TB: – The current air traffic control system changes very slowly. They have a multitude of security and safety regulations and concerns to address as they adapt and change. All of this takes time. New developments are beginning to transform airports and other networks. Airports are increasingly beginning to think of themselves as the next generation of transportation “networks” after railroads and highways.
The greater speed of these networks, changes in global supply chains, and the creation of truly global networks between airports all lead to the notion of global air networks. This is having significant impacts on these regional economies. Airports are beginning to understand how their role is significantly changing. They are becoming the engines of growth in the surrounding regional economies, and centers of new logistics hubs based on global high speed delivery. As such, airports are becoming much more important parts of our national infrastructure, and will need to be managed differently. That is where GIS can make a significant contribution to these airport managers.

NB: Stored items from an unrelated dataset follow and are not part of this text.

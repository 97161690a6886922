use crate::error::Result;

/// Where to position a [`Seekable`] source.
#[derive(Debug, Clone, Copy)]
pub enum OffsetFrom {
    /// Offset from the start of the source.
    Start(u64),
    /// Negative offset from the end of the source.
    End(i64),
}

/// Represents a seekable source of compressed data.
///
/// Anything that implements [`std::io::Read`] and [`std::io::Seek`] is
/// `Seekable`. A source backed by a pipe still qualifies; operations that
/// require repositioning fail at run time with a not-seekable error, which
/// downgrades index loading to "not available" rather than "corrupt".
pub trait Seekable {
    /// Repositions the source.
    fn set_offset(&mut self, offset: OffsetFrom) -> Result<()>;

    /// Pull some bytes from this source into the specified buffer, returning
    /// how many bytes were read.
    fn read(&mut self, buf: &mut [u8]) -> Result<usize>;

    /// The current byte position in the source.
    fn offset(&mut self) -> Result<u64>;

    /// Fills `buf` completely or fails.
    fn read_exact(&mut self, buf: &mut [u8]) -> Result<()> {
        let mut read = 0;
        while read < buf.len() {
            let n = self.read(&mut buf[read..])?;
            if n == 0 {
                return Err(std::io::Error::from(std::io::ErrorKind::UnexpectedEof).into());
            }
            read += n;
        }

        Ok(())
    }
}

impl<T> Seekable for T
where
    T: std::io::Read + std::io::Seek,
{
    fn set_offset(&mut self, offset: OffsetFrom) -> Result<()> {
        match offset {
            OffsetFrom::Start(pos) => self.seek(std::io::SeekFrom::Start(pos))?,
            OffsetFrom::End(n) => self.seek(std::io::SeekFrom::End(n))?,
        };

        Ok(())
    }

    fn read(&mut self, buf: &mut [u8]) -> Result<usize> {
        Ok(std::io::Read::read(self, buf)?)
    }

    fn offset(&mut self) -> Result<u64> {
        Ok(self.stream_position()?)
    }
}

#[cfg(test)]
mod tests {
    use super::*;

    #[test]
    fn cursor_is_seekable() {
        let mut src = std::io::Cursor::new(vec![1u8, 2, 3, 4, 5]);

        src.set_offset(OffsetFrom::End(-2)).unwrap();
        assert_eq!(src.offset().unwrap(), 3);

        let mut buf = [0u8; 2];
        Seekable::read_exact(&mut src, &mut buf).unwrap();
        assert_eq!(buf, [4, 5]);

        src.set_offset(OffsetFrom::Start(1)).unwrap();
        let mut buf = [0u8; 3];
        Seekable::read_exact(&mut src, &mut buf).unwrap();
        assert_eq!(buf, [2, 3, 4]);

        // Reading past the end fails
        let mut buf = [0u8; 3];
        assert!(Seekable::read_exact(&mut src, &mut buf).is_err());
    }
}
use crate::{
    BGZF2_DEFAULT_BLOCK_SIZE, SIZE_PREFACE_FRAME_SIZE,
    buffer::Buffer,
    codec,
    error::{Error, Result},
    frame,
    gindex::GenomicIndex,
    seek_table::SeekTable,
    tpool::{OrderedQueue, ThreadPool, dispatch},
};

/// Work-load for one compression job.
#[derive(Default)]
struct EncodeJob {
    uncomp: Buffer,
    comp: Buffer,
    first_block: bool,
    err: Option<Error>,
}

#[derive(Default)]
struct JobState {
    free: Vec<EncodeJob>,
    pending: usize,
}

struct WriterShared {
    jobs: Mutex<JobState>,
    drained: Condvar,
}

struct MtWriter<W> {
    pool: Arc<ThreadPool>,
    queue: Arc<OrderedQueue<EncodeJob>>,
    shared: Arc<WriterShared>,
    io: Option<JoinHandle<(Result<()>, W)>>,
}

enum Sink<W> {
    Direct(W),
    Threaded(MtWriter<W>),
    Closed,
}

/// Writes a bgzf2 stream.
///
/// Data is accumulated into blocks of [`Writer::set_block_size`] bytes,
/// each emitted as an independently compressed zstd frame preceded by a
/// size preface. The first flush also writes the header skippable frame.
/// [`Writer::finish`] appends the genomic index (when records were added)
/// and the trailing seekable index.
pub struct Writer<W> {
    sink: Sink<W>,
    level: CompressionLevel,
    block_size: usize,
    first_block: bool,
    uncomp: Buffer,
    comp: Buffer,
    /// Uncompressed offset of the current frame start.
    frame_pos: u64,
    /// Offset within the current buffer of the last flush attempt.
    last_flush_try: u64,
    seek_table: Arc<Mutex<SeekTable>>,
    gindex: GenomicIndex,
}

IK: – Another impetus for change amongst airports is the move to privatization. Airports are challenged to deliver better quality services around the clock, while producing positive returns on investment (ROI) for shareholders. Government operated airports must also closely manage assets to deliver ROI. Another key issue is multi-modality in transport management. More than ever before airports are “gateways” linking travellers across air, road, rail and water transport networks.
The connectivity and efficiency of those links has a direct impact on consumer’s itinerary selection. Particularly in Europe travellers have a choice not only of which airports to use, but also to connect via rail, bus or ferry. Airports are facing fierce competition and must engage new technologies to help to make their facilities the nodes of choice. A case in point is Manchester Airport, which uses GIS extensively, from analyzing transport interoperability across the UK, all the way down to managing individual runway lights to operate its facilities successfully.
V1 Magazine: How will airports and rail compete then?
IK: – In Europe transport policy initiatives seek to balance the modes of how people and goods move. The idea is to offset over-reliance on increasingly congested motorways by developing the air, rail and seaport & waterway networks. Until recently the shipment of fresh salmon from Norway to Rotterdam was entirely via road. Bring, a shipping subsidiary of Norwegian Post now uses a direct rail route to deliver refrigerated goods to meet objectives to reduce its CO2 emissions.
For air freight to be competitive airports must operate differently. In the US FedEx ships live Maine lobsters via air freight across the continent. A key to success is how well airports, railyards and shipyards can handle through put. For passenger transport in Europe rail has the advantage of connecting city centers without the hassle of security delays and long road trips. Airports can overcome those challenges by reducing delays through security checkpoints, and creating more efficient connections to city centers. GIS plays a role in managing movement of people through terminals, and journey planning for efficient ground transport connections.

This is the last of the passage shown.